A recent study from researchers at Princeton University and Colorado State University finds that the current method for estimating methane emissions from offshore oil and gas production in the United Kingdom systematically and severely underestimates emissions. The study finds that as much as five times more methane is being emitted from oil and gas production in the UK than what the government has reported. The researchers reached this conclusion by critically evaluating the UK’s current method of calculating methane emissions, suggesting alternative, peer-review based methods and generating revised emission estimates.
Since many other countries use similar methodologies to calculate methane emissions from oil and gas production, this severe underestimation is likely not confined to the UK alone.
“It is critical to know when, where and how much methane is emitted from each of its sources in order to prioritize emission reductions,” said Denise Mauzerall, a co-author and core faculty member of the Center for Policy Research on Energy and the Environment at Princeton University. “We hope our work will facilitate improved emission estimates and reductions not only from the UK but also from other countries producing methane from oil and gas extraction,” Mauzerall said.
Due to its climate and indirect health impacts (methane is a precursor for ozone which is an air pollutant that damages human health and crops), methane mitigation has recently become a global policy priority.
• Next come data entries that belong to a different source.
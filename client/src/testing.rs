//! Fake remote services for tests.

use crate::config::AppConfig;
use std::net::SocketAddr;
use warp::{Filter, Rejection, Reply};

/// Serves `routes` on an ephemeral port of the current runtime.
pub fn serve<F, R>(routes: F) -> SocketAddr
where
    F: Filter<Extract = (R,)> + Clone + Send + Sync + 'static,
    F::Error: Into<Rejection>,
    R: Reply + Send + 'static,
{
    let (address, server) = warp::serve(routes.boxed()).bind_ephemeral(([127, 0, 0, 1], 0));
    tokio::spawn(server);
    address
}

/// Points every service at one fake server, with the auth and location
/// service under `/api`.
pub fn config_for(address: SocketAddr) -> AppConfig {
    AppConfig {
        api_base_url: format!("http://{address}/api"),
        fire_data_base_url: format!("http://{address}"),
        geocoding_base_url: format!("http://{address}"),
        geocoding_token: Some("pk.test".into()),
        storage_path: None,
        ..Default::default()
    }
}
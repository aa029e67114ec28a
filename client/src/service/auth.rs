use crate::api::ApiClient;
use fireflightcore::model::Credentials;
use fireflightcore::storage::Storage;
use fireflightcore::telemetry::{log_outcome, CallMetrics};
use fireflightcore::{FireError, FireResult};
use log::info;
use std::sync::Arc;

/// Registration, login and the stored session token.
pub struct AuthService {
    api: ApiClient,
    storage: Arc<Storage>,
    metrics: Arc<CallMetrics>,
}

impl AuthService {
    pub fn new(api: ApiClient, storage: Arc<Storage>, metrics: Arc<CallMetrics>) -> Self {
        Self {
            api,
            storage,
            metrics,
        }
    }

    /// Creates an account. The confirmation never leaves the client.
    pub async fn register(
        &self,
        username: &str,
        password: &str,
        confirmation: &str,
    ) -> FireResult<()> {
        let credentials = validated(username, password)?;
        if password != confirmation {
            return Err(FireError::field("password", "Passwords must match"));
        }
        let result = self.api.register(&credentials).await;
        log_outcome(&self.metrics, "POST /auth/register", &result);
        result
    }

    pub async fn login(&self, username: &str, password: &str) -> FireResult<()> {
        let credentials = validated(username, password)?;
        let result = self.api.login(&credentials).await;
        log_outcome(&self.metrics, "POST /auth/login", &result);
        self.storage.set_token(&result?)?;
        info!("logged in as {}", credentials.username);
        Ok(())
    }

    pub fn logout(&self) -> FireResult<()> {
        self.storage.clear_token()
    }

    pub fn is_authenticated(&self) -> FireResult<bool> {
        Ok(self.storage.token()?.is_some())
    }
}

fn validated(username: &str, password: &str) -> FireResult<Credentials> {
    let username = username.trim();
    if username.is_empty() {
        return Err(FireError::field("username", "Username is required"));
    }
    if password.is_empty() {
        return Err(FireError::field("password", "Password is required"));
    }
    Ok(Credentials {
        username: username.to_string(),
        password: password.to_string(),
    })
}
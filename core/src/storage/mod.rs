//! Durable key-value storage for the session token and checklist state.
//!
//! Every key is namespaced and versioned so a future format change can live
//! next to old data instead of misreading it.

pub mod file;
pub mod memory;

pub use file::FileStore;
pub use memory::MemoryStore;

use crate::prelude::FireResult;
use log::debug;
use std::collections::BTreeSet;

const KEY_PREFIX: &str = "fireflight";
const KEY_VERSION: u32 = 1;

/// Backend for raw string values.
pub trait KeyValueStore: Send + Sync {
    fn get(&self, key: &str) -> FireResult<Option<String>>;
    fn set(&self, key: &str, value: &str) -> FireResult<()>;
    fn remove(&self, key: &str) -> FireResult<()>;
}

#[derive(Debug, Clone, Copy, PartialEq, Eq)]
pub enum StorageKey {
    Token,
    CheckedItems,
}

impl StorageKey {
    pub const ALL: [StorageKey; 2] = [StorageKey::Token, StorageKey::CheckedItems];

    fn name(self) -> &'static str {
        match self {
            StorageKey::Token => "token",
            StorageKey::CheckedItems => "checked_items",
        }
    }

    pub fn versioned(self) -> String {
        format!("{KEY_PREFIX}.v{KEY_VERSION}.{}", self.name())
    }
}

/// Typed access to the persisted client state.
pub struct Storage {
    backend: Box<dyn KeyValueStore>,
}

impl Storage {
    pub fn new(backend: impl KeyValueStore + 'static) -> Self {
        Self {
            backend: Box::new(backend),
        }
    }

    pub fn in_memory() -> Self {
        Self::new(MemoryStore::new())
    }

    pub fn token(&self) -> FireResult<Option<String>> {
        Ok(self
            .backend
            .get(&StorageKey::Token.versioned())?
            .filter(|token| !token.is_empty()))
    }

    pub fn set_token(&self, token: &str) -> FireResult<()> {
        self.backend.set(&StorageKey::Token.versioned(), token)
    }

    pub fn clear_token(&self) -> FireResult<()> {
        self.backend.remove(&StorageKey::Token.versioned())
    }

    pub fn checked_items(&self) -> FireResult<BTreeSet<String>> {
        match self.backend.get(&StorageKey::CheckedItems.versioned())? {
            Some(raw) => Ok(serde_json::from_str(&raw)?),
            None => Ok(BTreeSet::new()),
        }
    }

    pub fn set_checked_items(&self, items: &BTreeSet<String>) -> FireResult<()> {
        let raw = serde_json::to_string(items)?;
        self.backend.set(&StorageKey::CheckedItems.versioned(), &raw)
    }

    /// Removes every key this client owns.
    pub fn clear(&self) -> FireResult<()> {
        for key in StorageKey::ALL {
            self.backend.remove(&key.versioned())?;
        }
        debug!("cleared local storage");
        Ok(())
    }
}
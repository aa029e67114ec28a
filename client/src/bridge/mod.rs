pub mod server;

pub use server::MapBridge;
Its relatively short lifetime of about 12 years and high heat trapping ability per molecule makes reducing methane emissions among the most effective ways to slow the rate of climate warming. As a result, in 2021 countries signed the Global Methane Pledge, committing to reduce methane emissions by at least 30% of 2020 levels by 2030. To track progress, countries compile national emissions data into inventories, such as the UK’s National Atmospheric Emissions Inventory (NAEI), which are then reported to international monitoring bodies.
This study focuses on methane leakage associated with discovery, extraction, and production of oil and natural gas. These methane emissions are typically calculated by multiplying the activity level of various processes – namely venting, flaring, processing and combustion activities on production platforms, offshore oil loading, and gas transfer by high-pressure pipelines – by “emission factors,” which are standard estimates of the methane emissions associated with each activity.
The researchers found that the emissions factors used in the UK’s reporting are either outdated, rely on unpublished or publicly unavailable industry research, or use generic values recommended by the IPCC. Furthermore, these emission factors are usually “static,” meaning that they are not sensitive to factors such as environmental conditions and management practices which could affect emissions from various processes. In addition, leakage can occur when the off-shore rigs are idle – an “activity” that does not currently have an associated emission factor.
Noting these shortcomings, Riddick and Mauzerall updated and revised estimation techniques for each process, and, wherever possible, used dynamic rather than static emission factor formulations that account for varying environmental conditions. They also incorporated direct boat-based measurements of methane concentrations around offshore gas platforms in the North Sea collected in summer 2017, documented in a study also led by Riddick and Mauzerall. These updates resulted in a total methane emission estimate more than five times larger than reported emissions.
“Methane emissions from offshore facilities are currently largely uncertain, and because sources on facilities only emit for a short time period, using direct survey methods such as satellite or drones will probably only capture about 25% of the actual emissions,” said Stuart Riddick, lead author and research scientist at Colorado State University. “To generate representative baseline emissions across the sector, we need to work with industry to develop practical, effective, and collaborative measurement strategies,” Riddick said.
Previous research has shown that reducing leakage across the oil and natural gas supply chain can advance climate and air quality goals while also being economically profitable – a win-win opportunity for industry and climate.
This study adds to a growing base of literature finding that current measurements of anthropogenic methane emission inventories are too low. With the world’s first “global stocktake” on progress implementing the Paris Agreement concluding in 2023, the researchers argue that improved measurement of emissions deserves urgent attention.
“We are hopeful that our work will facilitate more accurate emission inventory development and lead to critically important reductions of methane leakage – a win for both industry and the environment,” Mauzerall said.